Sementara Risma dan Nina hanya terkekeh seraya merekam aktifitasku saat ini. Dih, nyebelin banget masa.

"Antri yang benar kenapa!" tegasku.

"Plislah, jangan marah-marah. Saya nggak kuat, soalnya nambah imutnya ahihihi."

Dih, mit amit.

"Mau beli berapa? Pedas atau nggak?"

"Beli lima puluh ribu, pedas manis kaya yang ngelayanin," rayu lelaki dengan kupis tipis serta rambut model cepmek.

Astaghfirullah, untung tidak gumoh. Sabar, Ra, sabaar, pokoknya mah.
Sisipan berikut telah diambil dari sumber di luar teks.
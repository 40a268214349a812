//! Sound-card sink: I/Q as stereo float through a lock-free ring buffer.
//!
//! The cpal stream is owned by a dedicated thread so the sink itself can
//! move between threads; the engine side only touches the ring producer.

use std::sync::atomic::{AtomicBool, AtomicU32, Ordering};
use std::sync::Arc;
use std::thread::JoinHandle;
use std::time::{Duration, Instant};

use anyhow::Result;
use cpal::traits::{DeviceTrait, HostTrait, StreamTrait};
use crossbeam::channel;
use ringbuf::{HeapConsumer, HeapProducer, HeapRb};

use crate::sample::Sample;
use crate::sink::{SampleSink, SinkError, SinkFormat};

const MIN_RING_CAPACITY: usize = 8192;
const OPEN_TIMEOUT: Duration = Duration::from_secs(5);
const WRITE_STALL_TIMEOUT: Duration = Duration::from_secs(2);

pub struct MeterSnapshot {
    pub rms: f32,
    pub peak: f32,
    pub xrun_count: u32,
}

struct MeterState {
    rms: AtomicU32,
    peak: AtomicU32,
}

impl MeterState {
    fn new() -> Self {
        MeterState {
            rms: AtomicU32::new(0),
            peak: AtomicU32::new(0),
        }
    }
}

fn f32_to_u32(v: f32) -> u32 {
    v.to_bits()
}

fn u32_to_f32(v: u32) -> f32 {
    f32::from_bits(v)
}

pub fn list_output_devices() -> Result<Vec<String>> {
    let host = cpal::default_host();
    let mut devices = Vec::new();
    for device in host.output_devices()? {
        if let Ok(name) = device.name() {
            devices.push(name);
        }
    }
    devices.sort();
    Ok(devices)
}

fn find_device_by_name(devices: Vec<cpal::Device>, name: &str) -> Option<cpal::Device> {
    devices
        .into_iter()
        .find(|d| d.name().map(|n| n == name).unwrap_or(false))
}

fn pick_config(device: &cpal::Device, sample_rate: u32) -> Result<cpal::SupportedStreamConfig, String> {
    let configs = device
        .supported_output_configs()
        .map_err(|e| e.to_string())?
        .collect::<Vec<_>>();

    for cfg in configs {
        if cfg.sample_format() != cpal::SampleFormat::F32 {
            continue;
        }
        let min = cfg.min_sample_rate().0;
        let max = cfg.max_sample_rate().0;
        if min <= sample_rate && max >= sample_rate {
            return Ok(cfg.with_sample_rate(cpal::SampleRate(sample_rate)));
        }
    }

    Err(format!("device does not support {} Hz float32", sample_rate))
}

struct StreamWorker {
    stop: Arc<AtomicBool>,
    thread: Option<JoinHandle<()>>,
}

pub struct AudioDeviceSink {
    device_name: Option<String>,
    producer: Option<HeapProducer<Sample>>,
    worker: Option<StreamWorker>,
    xrun_count: Arc<AtomicU32>,
    meter: Arc<MeterState>,
}

impl AudioDeviceSink {
    /// `device_name` of `None` selects the host default output device.
    pub fn new(device_name: Option<String>) -> Self {
        AudioDeviceSink {
            device_name,
            producer: None,
            worker: None,
            xrun_count: Arc::new(AtomicU32::new(0)),
            meter: Arc::new(MeterState::new()),
        }
    }

    pub fn meter_snapshot(&self) -> MeterSnapshot {
        MeterSnapshot {
            rms: u32_to_f32(self.meter.rms.load(Ordering::Relaxed)),
            peak: u32_to_f32(self.meter.peak.load(Ordering::Relaxed)),
            xrun_count: self.xrun_count.load(Ordering::Relaxed),
        }
    }

    fn spawn_stream_thread(
        &self,
        sample_rate: u32,
        mut consumer: HeapConsumer<Sample>,
        stop: Arc<AtomicBool>,
        ready: channel::Sender<Result<(), String>>,
    ) -> JoinHandle<()> {
        let device_name = self.device_name.clone();
        let xrun_count = Arc::clone(&self.xrun_count);
        let meter = Arc::clone(&self.meter);

        std::thread::spawn(move || {
            let host = cpal::default_host();
            let device = match device_name {
                Some(ref name) => {
                    let devices = match host.output_devices() {
                        Ok(devices) => devices.collect::<Vec<_>>(),
                        Err(e) => {
                            let _ = ready.send(Err(e.to_string()));
                            return;
                        }
                    };
                    match find_device_by_name(devices, name) {
                        Some(device) => device,
                        None => {
                            let _ = ready.send(Err(format!("output device not found: {}", name)));
                            return;
                        }
                    }
                }
                None => match host.default_output_device() {
                    Some(device) => device,
                    None => {
                        let _ = ready.send(Err("no default output device".to_string()));
                        return;
                    }
                },
            };

            let supported = match pick_config(&device, sample_rate) {
                Ok(cfg) => cfg,
                Err(e) => {
                    let _ = ready.send(Err(e));
                    return;
                }
            };
            let config: cpal::StreamConfig = supported.into();
            let channels = config.channels as usize;

            let err_fn = |err| log::error!("output stream error: {}", err);
            let stream = device.build_output_stream(
                &config,
                move |data: &mut [f32], _| {
                    let mut index = 0;
                    let mut sum_sq = 0.0f32;
                    let mut peak = 0.0f32;
                    let mut frames = 0u32;
                    while index + channels <= data.len() {
                        let sample = match consumer.pop() {
                            Some(sample) => sample,
                            None => {
                                xrun_count.fetch_add(1, Ordering::Relaxed);
                                Sample::zero()
                            }
                        };
                        data[index] = sample.i;
                        if channels > 1 {
                            data[index + 1] = sample.q;
                        }
                        for ch in 2..channels {
                            data[index + ch] = 0.0;
                        }
                        let mag = sample.magnitude();
                        sum_sq += mag * mag;
                        if mag > peak {
                            peak = mag;
                        }
                        frames += 1;
                        index += channels;
                    }
                    if frames > 0 {
                        let rms = (sum_sq / frames as f32).sqrt();
                        meter.rms.store(f32_to_u32(rms), Ordering::Relaxed);
                        meter.peak.store(f32_to_u32(peak), Ordering::Relaxed);
                    }
                },
                err_fn,
                None,
            );

            let stream = match stream {
                Ok(stream) => stream,
                Err(e) => {
                    let _ = ready.send(Err(e.to_string()));
                    return;
                }
            };
            if let Err(e) = stream.play() {
                let _ = ready.send(Err(e.to_string()));
                return;
            }
            let _ = ready.send(Ok(()));

            while !stop.load(Ordering::Relaxed) {
                std::thread::sleep(Duration::from_millis(50));
            }
            drop(stream);
        })
    }
}

impl SampleSink for AudioDeviceSink {
    fn open(&mut self, format: &SinkFormat) -> Result<(), SinkError> {
        self.close();

        let sample_rate = u32::try_from(format.sample_rate)
            .map_err(|_| SinkError::OpenFailed("sample rate out of range".to_string()))?;
        let capacity = (sample_rate as usize / 4).max(MIN_RING_CAPACITY);
        let ring = HeapRb::<Sample>::new(capacity);
        let (producer, consumer) = ring.split();

        let stop = Arc::new(AtomicBool::new(false));
        let (ready_tx, ready_rx) = channel::bounded(1);
        let thread = self.spawn_stream_thread(sample_rate, consumer, Arc::clone(&stop), ready_tx);

        match ready_rx.recv_timeout(OPEN_TIMEOUT) {
            Ok(Ok(())) => {
                log::info!("audio sink open at {} Hz", sample_rate);
                self.producer = Some(producer);
                self.worker = Some(StreamWorker {
                    stop,
                    thread: Some(thread),
                });
                self.xrun_count.store(0, Ordering::Relaxed);
                Ok(())
            }
            Ok(Err(message)) => {
                let _ = thread.join();
                Err(SinkError::OpenFailed(message))
            }
            Err(_) => {
                stop.store(true, Ordering::Relaxed);
                let _ = thread.join();
                Err(SinkError::OpenFailed("audio stream startup timed out".to_string()))
            }
        }
    }

    fn write(&mut self, block: &[Sample]) -> Result<(), SinkError> {
        let producer = self.producer.as_mut().ok_or(SinkError::Closed)?;

        for &sample in block {
            let mut pending = sample;
            let stall_start = Instant::now();
            // Backpressure from the callback paces the engine in real time.
            while let Err(rejected) = producer.push(pending) {
                pending = rejected;
                if stall_start.elapsed() > WRITE_STALL_TIMEOUT {
                    return Err(SinkError::WriteFailed(
                        "output stream stalled".to_string(),
                    ));
                }
                std::thread::sleep(Duration::from_millis(1));
            }
        }
        Ok(())
    }

    fn close(&mut self) {
        self.producer = None;
        if let Some(mut worker) = self.worker.take() {
            worker.stop.store(true, Ordering::Relaxed);
            if let Some(thread) = worker.thread.take() {
                let _ = thread.join();
            }
            log::info!(
                "audio sink closed, {} xruns",
                self.xrun_count.load(Ordering::Relaxed)
            );
        }
    }
}

impl Drop for AudioDeviceSink {
    fn drop(&mut self) {
        self.close();
    }
}

#[cfg(test)]
mod tests {
    use super::*;

    #[test]
    fn test_device_enumeration() {
        // Environment-dependent; just exercise the listing path.
        if let Ok(devices) = list_output_devices() {
            println!("found {} output devices", devices.len());
            for device in &devices {
                println!("  - {}", device);
            }
        }
    }

    #[test]
    fn test_write_before_open_fails() {
        let mut sink = AudioDeviceSink::new(None);
        assert!(matches!(
            sink.write(&[Sample::zero()]),
            Err(SinkError::Closed)
        ));
    }
}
"Next, beli berapa? Pedas nggak?"

"Seratus ribu. Sedang saja, tapi cintaku padamu luar biasa." Rayu laki-laki berkepala pelontos.

Ebuseeh, malah dia nyanyi. Mending merdu, suaranya kaya orang sembelit. Aku masih mencoba bersabar terus melayani banyaknya pembeli berjenis laki-laki.

Tinggal antrian yang terakhir yang membuat batas kesabaranku habis. Daritadi dia diam saja, cuma senyum-senyum tidak jelas. Beli, tidak. Nyengir iya.

"Mau beli berapa, Bang? Pedas nggak?" tanyaku lagi dengan intonasi sedikit tinggi.

Allah ... taubatan nasuha dah.

Masih diam, bilang iya juga tidak. Bilang tidak juga, ya, tidak. Ini orang sariawan atau gimana dah. Malah senyum-senyum tebar pesona mulu.

"Sudahlah bikinin saja sepuluh ribu," kata Risma.

"Dari tadi diam saja lho, apa bisu ya?" tanyaku bingung.

"Coba tanya pakai bahasa isyarat," saran Nina.

"Aku nggak ngerti, Nin," keluhku.

Eh, eh, lelaki ini ternyata merespon ucapanku. Tapi responnya sungguh membuatku tercengang.

"I love you." Lelaki itu berucap sambil jemarinya membentuk simbol hati.

"Mbak, itu orang kurang waras, hei!" teriak tukang pentol yang kedatangannya seperti jelangkung.

Astaghfirullah, rejeki dapat cinta dari orang kurang waras.